TASK REQUIREMENTS: Lift every line from the entries that includes the word "Deserialize".

DATA RECORDS:
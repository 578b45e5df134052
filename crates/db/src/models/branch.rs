//! Branch entity model and DTOs.

use abaad_core::types::DbId;
use serde::{Deserialize, Serialize};
use sqlx::FromRow;

/// A branch row joined with its current manager and headcounts.
#[derive(Debug, Clone, FromRow, Serialize)]
pub struct Branch {
    #[serde(rename = "BranchID")]
    pub id: DbId,
    #[serde(rename = "BranchName")]
    pub name: String,
    #[serde(rename = "City")]
    pub city: String,
    #[serde(rename = "Address")]
    pub address: Option<String>,
    #[serde(rename = "PhoneNumber")]
    pub phone_number: Option<String>,
    #[serde(rename = "ManagerID")]
    pub manager_id: Option<DbId>,
    #[serde(rename = "ManagerName")]
    pub manager_name: Option<String>,
    #[serde(rename = "EmployeeCount")]
    pub employee_count: i64,
    #[serde(rename = "ProjectCount")]
    pub project_count: i64,
}

/// Request body for creating or fully replacing a branch.
///
/// `ManagerID`, when present, (re)assigns the branch manager.
#[derive(Debug, Clone, Default, Deserialize)]
pub struct BranchInput {
    #[serde(rename = "BranchName")]
    pub name: Option<String>,
    #[serde(rename = "City")]
    pub city: Option<String>,
    #[serde(rename = "Address")]
    pub address: Option<String>,
    #[serde(rename = "PhoneNumber")]
    pub phone_number: Option<String>,
    #[serde(rename = "ManagerID")]
    pub manager_id: Option<DbId>,
}

/// Validated branch values ready to be written.
#[derive(Debug, Clone)]
pub struct BranchRecord {
    pub name: String,
    pub city: String,
    pub address: Option<String>,
    pub phone_number: Option<String>,
    /// New manager to assign; `None` leaves the current assignment alone.
    pub manager_id: Option<DbId>,
}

REPLY TO THE TASK:
use serde::{Deserialize, Serialize};
#[derive(Debug, Clone, Default, Deserialize)]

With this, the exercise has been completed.